I can, and am, cutting back on flying, no more 200 liter weekend adventures in the plane, just some short flights, and business travel, combined with some recurrent practice on handling and emergencies. I keep my skills up, but don't just go out and burn fuel for no purpose any more. What worries me is how the industry need for light aircraft experienced entry level airline pilots will be met. It takes a lot of gasoline for a pilot to build the amount of solo flying experience we would like to see, to be confident in each pilot before the occupy right seat in a regional airliner. Yes, simulators will be very beneficial in taking on lots of the training needs with zero emission, but I opine that a pilot only gets to be truly "experienced" by venturing out solo a number of times, and scaring the heck out of themselves a few times, so they realize the importance of good decision making. Sure, we can send out four new pilots in a four place GA airplane, so they can learn together, but we hear from time to time about a poor decision resulting in four fatalities, and the need for true "solo" flight is really not met with four pilots collaborating on a decision/mistake .

But the notion of amassing a near thousand hours of solo GA piloting prior to that first right seat job (the norm, when I learned to fly) will be a self solving problem, as most aspiring pilots will simply be unable to afford it! These factors are going to combine to cause significant changes in commercial aviation. The industry will have to accept much less experienced entry level pilots, and compensate for much less "solo" experience to satisfy the demand for safety. Training can do it, but it's got to be different.

I think about my carbon footprint in life. I consciously consider if I can buy local products to reduce needless worldwide shipping. My most glaring and embarrassing error in this regard was my choice to buy the better part of a ton of "Product of Canada" hardwood floor for my house. I found out to my horror upon receipt of the last part of the shipment (which was late), that the wood grown a few Canadian provinces away from me, which could have been finished locally, was in fact sent as raw planks to China by sea, where it was finished and sent back to Canada for sale. That near ton of wood has crossed the pacific ocean twice, and not employed my fellow Canadians in a wood finishing mill!

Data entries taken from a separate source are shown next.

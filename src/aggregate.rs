//! A bucket over an ordered queue of child buckets.

use std::collections::VecDeque;

use bytes::Bytes;

use crate::bucket::{Bucket, LineResult, PeekResult, ReadResult, ReadStatus};
use crate::config::PipelineConfig;
use crate::error::BucketError;
use crate::{NewlineFound, NewlineSet};

/// Drains child buckets strictly front-to-back, dropping each as it
/// reaches `Eof`. A child finishing mid-call moves the read on to the next
/// child, so callers never see a spurious `Eof` between segments.
pub struct AggregateBucket {
    children: VecDeque<Box<dyn Bucket>>,
}

impl AggregateBucket {
    pub fn new() -> Self {
        AggregateBucket {
            children: VecDeque::new(),
        }
    }

    /// Add a child at the tail.
    pub fn append(&mut self, child: Box<dyn Bucket>) {
        self.children.push_back(child);
    }

    /// Add a child at the head, to be read before everything queued.
    pub fn prepend(&mut self, child: Box<dyn Bucket>) {
        self.children.push_front(child);
    }

    pub fn is_empty(&self) -> bool {
        self.children.is_empty()
    }
}

impl Default for AggregateBucket {
    fn default() -> Self {
        AggregateBucket::new()
    }
}

impl Bucket for AggregateBucket {
    fn read(&mut self, max: usize) -> ReadResult {
        loop {
            let Some(head) = self.children.front_mut() else {
                return Ok((Bytes::new(), ReadStatus::Eof));
            };
            let (data, status) = head.read(max)?;
            if status != ReadStatus::Eof {
                return Ok((data, status));
            }
            self.children.pop_front();
            if !data.is_empty() {
                let status = if self.children.is_empty() {
                    ReadStatus::Eof
                } else {
                    ReadStatus::Ok
                };
                return Ok((data, status));
            }
            // Spent child with no data: consult the next one in this call.
        }
    }

    fn readline(&mut self, acceptable: NewlineSet) -> LineResult {
        loop {
            let Some(head) = self.children.front_mut() else {
                return Ok((Bytes::new(), NewlineFound::None, ReadStatus::Eof));
            };
            let (data, found, status) = head.readline(acceptable)?;
            if status != ReadStatus::Eof {
                return Ok((data, found, status));
            }
            self.children.pop_front();
            let exhausted = self.children.is_empty();
            if !data.is_empty() {
                // A line ending without terminator (or on a split CR)
                // continues into the next child; reporting `Ok` keeps the
                // caller's accumulation going on the following call.
                let status = if exhausted {
                    ReadStatus::Eof
                } else {
                    ReadStatus::Ok
                };
                return Ok((data, found, status));
            }
            if exhausted {
                return Ok((Bytes::new(), NewlineFound::None, ReadStatus::Eof));
            }
        }
    }

    fn peek(&mut self) -> PeekResult<'_> {
        // Drop spent children first so the head actually has data to show.
        loop {
            let drained = match self.children.front_mut() {
                None => return Ok((&[], ReadStatus::Eof)),
                Some(head) => {
                    let (data, status) = head.peek()?;
                    data.is_empty() && status == ReadStatus::Eof
                }
            };
            if !drained {
                break;
            }
            self.children.pop_front();
        }

        let more = self.children.len() > 1;
        let Some(head) = self.children.front_mut() else {
            return Ok((&[], ReadStatus::Eof));
        };
        let (data, status) = head.peek()?;
        let status = if more { ReadStatus::Ok } else { status };
        Ok((data, status))
    }

    fn read_iovec(
        &mut self,
        max: usize,
        max_vecs: usize,
        out: &mut Vec<Bytes>,
    ) -> Result<ReadStatus, BucketError> {
        let mut budget = max;
        let mut used = 0;
        loop {
            if used >= max_vecs || budget == 0 {
                return Ok(ReadStatus::Ok);
            }
            let (data, status) = self.read(budget)?;
            if !data.is_empty() {
                budget = budget.saturating_sub(data.len());
                out.push(data);
                used += 1;
            }
            if status != ReadStatus::Ok {
                return Ok(status);
            }
        }
    }

    fn set_config(&mut self, config: &PipelineConfig) {
        for child in &mut self.children {
            child.set_config(config);
        }
    }
}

I'm paying a lot more attention to these things now, and only accept offshore products when there is no local equivalent, and, I actually need them.

Whatever happens, the 43 cents per gallon (10 cents per liter) lead free 80/87 I began building piloting experience on, is now at least 190 cents per liter (locally to me) leaded Avgas. I see that most new pilot cannot afford large amounts of this, money or environment. Aviation still a very small fraction of worldwide use, but it's going to become more publicly visible as time goes by, this will not go back into the shadows. We in aviation must apply our experience, and think proactively about reducing are carbon footprint wherever we can...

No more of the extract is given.